[Prompt] Using the material below, print the line that contains "if target_resolution == 0", the line that contains "starts before the", and every line in between, exactly and nothing else.

[Data]

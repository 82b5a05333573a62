pub mod profile;
pub mod template;
use crate::recording::{CaptureReader, Recording, SummaryField};
use crate::telemetry::log::LogManager;
use crate::{BoundaryPair, PowerSeries, WindowError, WindowResult};
use std::path::Path;

/// Name of the signal the window is extracted from.
pub const POWER_SIGNAL: &str = "power";

const MICROS_PER_SECOND: f64 = 1_000_000.0;

/// `round(timestamp * rate / 1e6)` with ties rounded to even.
pub fn sample_index(timestamp_us: i64, sample_rate: f64) -> i64 {
    (timestamp_us as f64 * sample_rate / MICROS_PER_SECOND).round_ties_even() as i64
}

/// Sample range and bucketing derived from a boundary pair.
#[derive(Debug, Clone, Copy, PartialEq, Eq)]
pub struct WindowPlan {
    pub start_index: u64,
    pub length: u64,
    pub bucket_size: u64,
    pub bucket_count: usize,
}

impl WindowPlan {
    pub fn new(
        boundaries: &BoundaryPair,
        sample_rate: f64,
        target_resolution: usize,
    ) -> WindowResult<Self> {
        if target_resolution == 0 {
            return Err(WindowError::DivideByZero("target resolution is 0".into()));
        }

        let start = sample_index(boundaries.start, sample_rate);
        let end = sample_index(boundaries.end, sample_rate);
        if start < 0 {
            return Err(WindowError::OutOfRange(format!(
                "window starts before the recording ({} us)",
                boundaries.start
            )));
        }
        let length = end - start;
        if length <= 0 {
            return Err(WindowError::DivideByZero(format!(
                "window {}..{} us covers no samples at {} Hz",
                boundaries.start, boundaries.end, sample_rate
            )));
        }

        let bucket_size = (length as f64 / target_resolution as f64).round_ties_even() as u64;
        if bucket_size == 0 {
            return Err(WindowError::DivideByZero(format!(
                "{} samples cannot fill {} buckets",
                length, target_resolution
            )));
        }
        let bucket_count = (length as f64 / bucket_size as f64).round_ties_even() as usize;

        Ok(Self {
            start_index: start as u64,
            length: length as u64,
            bucket_size,
            bucket_count,
        })
    }

    /// Drops trailing buckets that would read past `sample_count`.
    pub fn clamp_to(mut self, sample_count: u64) -> WindowResult<Self> {
        if self.start_index >= sample_count {
            return Err(WindowError::OutOfRange(format!(
                "window start {} is past the last sample {}",
                self.start_index, sample_count
            )));
        }
        let available = (sample_count - self.start_index) / self.bucket_size;
        if (self.bucket_count as u64) > available {
            self.bucket_count = available as usize;
        }
        Ok(self)
    }
}

/// Opens `data_path` and returns the mean power per bucket over
/// `boundaries` together with the resolution actually used.
pub fn extract_window<P: AsRef<Path>>(
    data_path: P,
    boundaries: &BoundaryPair,
    target_resolution: usize,
) -> WindowResult<(PowerSeries, usize)> {
    let data_path = data_path.as_ref();
    if !data_path.is_file() {
        return Err(WindowError::MissingFile(data_path.to_path_buf()));
    }
    let reader = CaptureReader::open(data_path)?;
    extract_window_from(&reader, data_path, boundaries, target_resolution)
}

/// Same as [`extract_window`] for an already opened recording.
pub fn extract_window_from<R: Recording + ?Sized>(
    recording: &R,
    origin: &Path,
    boundaries: &BoundaryPair,
    target_resolution: usize,
) -> WindowResult<(PowerSeries, usize)> {
    let logger = LogManager::new("extractor");
    let signal = recording.signal_lookup(POWER_SIGNAL)?;

    let planned = WindowPlan::new(boundaries, signal.sample_rate, target_resolution)?;
    let plan = planned.clamp_to(signal.sample_count)?;
    if plan.bucket_count != planned.bucket_count {
        logger.anomaly(&format!(
            "{}: window runs past the recording, {} of {} buckets kept",
            origin.display(),
            plan.bucket_count,
            planned.bucket_count
        ));
    }

    let stats = recording.fsr_statistics(
        signal.signal_id,
        plan.start_index,
        plan.bucket_size,
        plan.bucket_count,
    )?;
    let values = stats.column(SummaryField::Mean.index()).to_vec();

    logger.record(&format!(
        "{}: {} samples from {} in {} buckets of {}",
        origin.display(),
        plan.length,
        plan.start_index,
        plan.bucket_count,
        plan.bucket_size
    ));

    let series = PowerSeries {
        source: origin.to_path_buf(),
        units: signal.units,
        values,
    };
    Ok((series, plan.bucket_count))
}

#[cfg(test)]
mod tests {
    use super::*;
    use crate::recording::CaptureWriter;
    use tempfile::tempdir;

    fn constant_recording(dir: &Path, rate: f64, samples: usize) -> std::path::PathBuf {
        let path = dir.join("flat.jls");
        let mut writer = CaptureWriter::new();
        writer.add_signal(POWER_SIGNAL, "mW", rate, vec![2.5; samples]);
        writer.write(&path).unwrap();
        path
    }

    #[test]
    fn sample_index_rounds_half_to_even() {
        assert_eq!(sample_index(1_000_000, 1000.0), 1000);
        assert_eq!(sample_index(2_500, 1000.0), 2);
        assert_eq!(sample_index(3_500, 1000.0), 4);
    }

    #[test]
    fn plan_follows_bucket_arithmetic() {
        let pair = BoundaryPair {
            start: 1_000_000,
            end: 3_000_000,
        };
        let plan = WindowPlan::new(&pair, 1_000_000.0, 1000).unwrap();
        assert_eq!(plan.start_index, 1_000_000);
        assert_eq!(plan.length, 2_000_000);
        assert_eq!(plan.bucket_size, 2000);
        assert_eq!(plan.bucket_count, 1000);
    }

    #[test]
    fn long_windows_stay_within_one_bucket_of_target() {
        for (length, target) in [
            (1_234_567i64, 1000usize),
            (999_999, 1000),
            (500_001, 1000),
            (7_777_777, 640),
        ] {
            let pair = BoundaryPair {
                start: 0,
                end: length,
            };
            let plan = WindowPlan::new(&pair, 1_000_000.0, target).unwrap();
            let diff = (plan.bucket_count as i64 - target as i64).abs();
            assert!(diff <= 1, "length {length}: got {}", plan.bucket_count);
        }
    }

    #[test]
    fn degenerate_windows_are_rejected() {
        let pair = BoundaryPair { start: 0, end: 400 };
        assert!(matches!(
            WindowPlan::new(&pair, 1_000_000.0, 0),
            Err(WindowError::DivideByZero(_))
        ));
        assert!(matches!(
            WindowPlan::new(&pair, 1_000_000.0, 1000),
            Err(WindowError::DivideByZero(_))
        ));
        let empty = BoundaryPair { start: 10, end: 10 };
        assert!(matches!(
            WindowPlan::new(&empty, 1_000_000.0, 10),
            Err(WindowError::DivideByZero(_))
        ));
    }

    #[test]
    fn clamp_keeps_whole_buckets_only() {
        let plan = WindowPlan {
            start_index: 90,
            length: 20,
            bucket_size: 4,
            bucket_count: 5,
        };
        assert_eq!(plan.clamp_to(100).unwrap().bucket_count, 2);
        assert!(matches!(plan.clamp_to(90), Err(WindowError::OutOfRange(_))));
    }

    #[test]
    fn extract_window_returns_bucket_means() {
        let dir = tempdir().unwrap();
        let path = constant_recording(dir.path(), 10_000.0, 20_000);
        let pair = BoundaryPair {
            start: 100_000,
            end: 1_100_000,
        };
        let (series, used) = extract_window(&path, &pair, 100).unwrap();
        assert_eq!(used, 100);
        assert_eq!(series.len(), 100);
        assert_eq!(series.units, "mW");
        assert!(series.values.iter().all(|&v| v == 2.5));
    }

    #[test]
    fn extract_window_requires_the_data_file() {
        let dir = tempdir().unwrap();
        let pair = BoundaryPair { start: 0, end: 10 };
        assert!(matches!(
            extract_window(dir.path().join("gone.jls"), &pair, 10),
            Err(WindowError::MissingFile(_))
        ));
    }

    #[test]
    fn extract_window_requires_a_power_signal() {
        let dir = tempdir().unwrap();
        let path = dir.path().join("current.jls");
        let mut writer = CaptureWriter::new();
        writer.add_signal("current", "A", 1000.0, vec![1.0; 1000]);
        writer.write(&path).unwrap();
        let pair = BoundaryPair {
            start: 0,
            end: 500_000,
        };
        assert!(matches!(
            extract_window(&path, &pair, 10),
            Err(WindowError::SignalNotFound(_))
        ));
    }
}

[Exercise response]
        if target_resolution == 0 {
            return Err(WindowError::DivideByZero("target resolution is 0".into()));
        }

        let start = sample_index(boundaries.start, sample_rate);
        let end = sample_index(boundaries.end, sample_rate);
        if start < 0 {
            return Err(WindowError::OutOfRange(format!(
                "window starts before the recording ({} us)",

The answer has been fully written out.